### WHAT TO PRODUCE
The entries below are to be returned exactly. Include all of them.

### SOURCE RECORDS
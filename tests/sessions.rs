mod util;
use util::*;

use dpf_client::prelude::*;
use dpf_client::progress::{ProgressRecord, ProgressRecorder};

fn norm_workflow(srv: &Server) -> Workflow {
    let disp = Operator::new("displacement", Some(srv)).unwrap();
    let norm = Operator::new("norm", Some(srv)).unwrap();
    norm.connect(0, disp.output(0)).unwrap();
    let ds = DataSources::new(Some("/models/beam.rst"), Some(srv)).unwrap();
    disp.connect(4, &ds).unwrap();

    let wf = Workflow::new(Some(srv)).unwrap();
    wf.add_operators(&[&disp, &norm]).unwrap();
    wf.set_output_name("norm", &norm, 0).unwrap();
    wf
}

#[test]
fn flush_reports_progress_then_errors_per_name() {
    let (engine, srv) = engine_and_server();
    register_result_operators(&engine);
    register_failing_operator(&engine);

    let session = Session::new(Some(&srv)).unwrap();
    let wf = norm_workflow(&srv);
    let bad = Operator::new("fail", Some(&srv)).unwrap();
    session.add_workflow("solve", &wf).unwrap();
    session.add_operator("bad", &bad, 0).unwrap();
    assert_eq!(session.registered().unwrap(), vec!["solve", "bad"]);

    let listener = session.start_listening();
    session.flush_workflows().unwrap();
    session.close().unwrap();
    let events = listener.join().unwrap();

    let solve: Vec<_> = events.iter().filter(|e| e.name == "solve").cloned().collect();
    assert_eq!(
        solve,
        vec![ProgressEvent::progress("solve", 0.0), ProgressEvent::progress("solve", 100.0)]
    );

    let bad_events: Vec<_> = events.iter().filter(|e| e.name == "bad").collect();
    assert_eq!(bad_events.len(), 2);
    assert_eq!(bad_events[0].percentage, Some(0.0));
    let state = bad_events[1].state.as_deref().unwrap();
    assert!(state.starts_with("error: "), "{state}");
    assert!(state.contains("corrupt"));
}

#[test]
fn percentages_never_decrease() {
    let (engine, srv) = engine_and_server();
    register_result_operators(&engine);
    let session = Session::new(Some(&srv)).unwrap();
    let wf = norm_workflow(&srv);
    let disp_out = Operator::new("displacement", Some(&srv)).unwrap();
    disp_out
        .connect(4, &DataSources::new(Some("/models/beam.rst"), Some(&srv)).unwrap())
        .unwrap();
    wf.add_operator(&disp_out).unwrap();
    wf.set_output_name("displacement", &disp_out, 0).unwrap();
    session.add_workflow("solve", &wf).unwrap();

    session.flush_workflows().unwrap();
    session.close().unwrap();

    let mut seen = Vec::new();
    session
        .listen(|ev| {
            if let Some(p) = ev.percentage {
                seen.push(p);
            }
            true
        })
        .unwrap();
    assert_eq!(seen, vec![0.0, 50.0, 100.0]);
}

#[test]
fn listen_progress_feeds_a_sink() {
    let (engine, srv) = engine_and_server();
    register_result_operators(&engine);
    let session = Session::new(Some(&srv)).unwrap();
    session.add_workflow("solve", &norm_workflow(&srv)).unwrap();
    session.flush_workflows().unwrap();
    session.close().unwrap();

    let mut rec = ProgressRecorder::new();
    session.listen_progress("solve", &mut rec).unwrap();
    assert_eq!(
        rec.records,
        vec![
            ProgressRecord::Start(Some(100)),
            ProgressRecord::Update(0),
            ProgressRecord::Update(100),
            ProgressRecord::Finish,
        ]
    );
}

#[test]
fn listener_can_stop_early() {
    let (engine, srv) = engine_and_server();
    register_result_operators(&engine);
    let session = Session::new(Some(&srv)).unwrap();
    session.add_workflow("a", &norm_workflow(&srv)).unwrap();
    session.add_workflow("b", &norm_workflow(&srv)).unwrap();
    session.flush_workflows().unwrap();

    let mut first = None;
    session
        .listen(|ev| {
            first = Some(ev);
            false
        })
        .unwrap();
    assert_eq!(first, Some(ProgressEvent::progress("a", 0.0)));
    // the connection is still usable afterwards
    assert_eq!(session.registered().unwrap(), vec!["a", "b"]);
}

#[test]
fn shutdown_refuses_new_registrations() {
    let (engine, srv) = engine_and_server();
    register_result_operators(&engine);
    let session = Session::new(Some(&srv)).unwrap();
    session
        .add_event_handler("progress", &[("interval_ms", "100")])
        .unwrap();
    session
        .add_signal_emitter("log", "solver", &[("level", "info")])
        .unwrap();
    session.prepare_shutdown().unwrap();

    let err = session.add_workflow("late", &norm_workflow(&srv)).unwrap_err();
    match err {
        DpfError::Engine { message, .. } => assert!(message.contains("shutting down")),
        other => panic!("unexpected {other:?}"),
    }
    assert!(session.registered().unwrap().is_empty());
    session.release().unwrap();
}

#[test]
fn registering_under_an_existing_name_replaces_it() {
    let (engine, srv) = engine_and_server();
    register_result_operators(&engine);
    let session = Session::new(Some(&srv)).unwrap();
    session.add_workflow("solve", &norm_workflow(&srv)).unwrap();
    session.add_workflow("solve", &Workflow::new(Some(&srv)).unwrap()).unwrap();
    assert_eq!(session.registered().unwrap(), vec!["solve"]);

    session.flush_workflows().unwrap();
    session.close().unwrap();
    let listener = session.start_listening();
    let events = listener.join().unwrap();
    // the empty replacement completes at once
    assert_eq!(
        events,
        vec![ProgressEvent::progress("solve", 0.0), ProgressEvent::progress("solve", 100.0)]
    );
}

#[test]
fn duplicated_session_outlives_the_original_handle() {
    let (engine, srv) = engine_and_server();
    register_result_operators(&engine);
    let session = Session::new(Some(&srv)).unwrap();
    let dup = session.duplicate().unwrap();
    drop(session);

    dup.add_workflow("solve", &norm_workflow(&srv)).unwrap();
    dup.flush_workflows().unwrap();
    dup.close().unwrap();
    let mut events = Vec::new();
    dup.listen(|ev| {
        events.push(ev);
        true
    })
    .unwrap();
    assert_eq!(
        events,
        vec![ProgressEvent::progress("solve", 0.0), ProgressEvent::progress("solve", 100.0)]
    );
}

### RESULT
filename tests/sessions.rs
mod util;
use util::*;

use dpf_client::prelude::*;
use dpf_client::progress::{ProgressRecord, ProgressRecorder};

fn norm_workflow(srv: &Server) -> Workflow {
    let disp = Operator::new("displacement", Some(srv)).unwrap();
    let norm = Operator::new("norm", Some(srv)).unwrap();
    norm.connect(0, disp.output(0)).unwrap();
    let ds = DataSources::new(Some("/models/beam.rst"), Some(srv)).unwrap();
    disp.connect(4, &ds).unwrap();

    let wf = Workflow::new(Some(srv)).unwrap();
    wf.add_operators(&[&disp, &norm]).unwrap();
    wf.set_output_name("norm", &norm, 0).unwrap();
    wf
}

#[test]
fn flush_reports_progress_then_errors_per_name() {
    let (engine, srv) = engine_and_server();
    register_result_operators(&engine);
    register_failing_operator(&engine);

    let session = Session::new(Some(&srv)).unwrap();
    let wf = norm_workflow(&srv);
    let bad = Operator::new("fail", Some(&srv)).unwrap();
    session.add_workflow("solve", &wf).unwrap();
    session.add_operator("bad", &bad, 0).unwrap();
    assert_eq!(session.registered().unwrap(), vec!["solve", "bad"]);

    let listener = session.start_listening();
    session.flush_workflows().unwrap();
    session.close().unwrap();
    let events = listener.join().unwrap();

    let solve: Vec<_> = events.iter().filter(|e| e.name == "solve").cloned().collect();
    assert_eq!(
        solve,
        vec![ProgressEvent::progress("solve", 0.0), ProgressEvent::progress("solve", 100.0)]
    );

    let bad_events: Vec<_> = events.iter().filter(|e| e.name == "bad").collect();
    assert_eq!(bad_events.len(), 2);
    assert_eq!(bad_events[0].percentage, Some(0.0));
    let state = bad_events[1].state.as_deref().unwrap();
    assert!(state.starts_with("error: "), "{state}");
    assert!(state.contains("corrupt"));
}

#[test]
fn percentages_never_decrease() {
    let (engine, srv) = engine_and_server();
    register_result_operators(&engine);
    let session = Session::new(Some(&srv)).unwrap();
    let wf = norm_workflow(&srv);
    let disp_out = Operator::new("displacement", Some(&srv)).unwrap();
    disp_out
        .connect(4, &DataSources::new(Some("/models/beam.rst"), Some(&srv)).unwrap())
        .unwrap();
    wf.add_operator(&disp_out).unwrap();
    wf.set_output_name("displacement", &disp_out, 0).unwrap();
    session.add_workflow("solve", &wf).unwrap();

    session.flush_workflows().unwrap();
    session.close().unwrap();

    let mut seen = Vec::new();
    session
        .listen(|ev| {
            if let Some(p) = ev.percentage {
                seen.push(p);
            }
            true
        })
        .unwrap();
    assert_eq!(seen, vec![0.0, 50.0, 100.0]);
}

#[test]
fn listen_progress_feeds_a_sink() {
    let (engine, srv) = engine_and_server();
    register_result_operators(&engine);
    let session = Session::new(Some(&srv)).unwrap();
    session.add_workflow("solve", &norm_workflow(&srv)).unwrap();
    session.flush_workflows().unwrap();
    session.close().unwrap();

    let mut rec = ProgressRecorder::new();
    session.listen_progress("solve", &mut rec).unwrap();
    assert_eq!(
        rec.records,
        vec![
            ProgressRecord::Start(Some(100)),
            ProgressRecord::Update(0),
            ProgressRecord::Update(100),
            ProgressRecord::Finish,
        ]
    );
}

#[test]
fn listener_can_stop_early() {
    let (engine, srv) = engine_and_server();
    register_result_operators(&engine);
    let session = Session::new(Some(&srv)).unwrap();
    session.add_workflow("a", &norm_workflow(&srv)).unwrap();
    session.add_workflow("b", &norm_workflow(&srv)).unwrap();
    session.flush_workflows().unwrap();

    let mut first = None;
    session
        .listen(|ev| {
            first = Some(ev);
            false
        })
        .unwrap();
    assert_eq!(first, Some(ProgressEvent::progress("a", 0.0)));
    // the connection is still usable afterwards
    assert_eq!(session.registered().unwrap(), vec!["a", "b"]);
}

#[test]
fn shutdown_refuses_new_registrations() {
    let (engine, srv) = engine_and_server();
    register_result_operators(&engine);
    let session = Session::new(Some(&srv)).unwrap();
    session
        .add_event_handler("progress", &[("interval_ms", "100")])
        .unwrap();
    session
        .add_signal_emitter("log", "solver", &[("level", "info")])
        .unwrap();
    session.prepare_shutdown().unwrap();

    let err = session.add_workflow("late", &norm_workflow(&srv)).unwrap_err();
    match err {
        DpfError::Engine { message, .. } => assert!(message.contains("shutting down")),
        other => panic!("unexpected {other:?}"),
    }
    assert!(session.registered().unwrap().is_empty());
    session.release().unwrap();
}

#[test]
fn registering_under_an_existing_name_replaces_it() {
    let (engine, srv) = engine_and_server();
    register_result_operators(&engine);
    let session = Session::new(Some(&srv)).unwrap();
    session.add_workflow("solve", &norm_workflow(&srv)).unwrap();
    session.add_workflow("solve", &Workflow::new(Some(&srv)).unwrap()).unwrap();
    assert_eq!(session.registered().unwrap(), vec!["solve"]);

    session.flush_workflows().unwrap();
    session.close().unwrap();
    let listener = session.start_listening();
    let events = listener.join().unwrap();
    // the empty replacement completes at once
    assert_eq!(
        events,
        vec![ProgressEvent::progress("solve", 0.0), ProgressEvent::progress("solve", 100.0)]
    );
}

#[test]
fn duplicated_session_outlives_the_original_handle() {
    let (engine, srv) = engine_and_server();
    register_result_operators(&engine);
    let session = Session::new(Some(&srv)).unwrap();
    let dup = session.duplicate().unwrap();
    drop(session);

    dup.add_workflow("solve", &norm_workflow(&srv)).unwrap();
    dup.flush_workflows().unwrap();
    dup.close().unwrap();
    let mut events = Vec::new();
    dup.listen(|ev| {
        events.push(ev);
        true
    })
    .unwrap();
    assert_eq!(
        events,
        vec![ProgressEvent::progress("solve", 0.0), ProgressEvent::progress("solve", 100.0)]
    );
}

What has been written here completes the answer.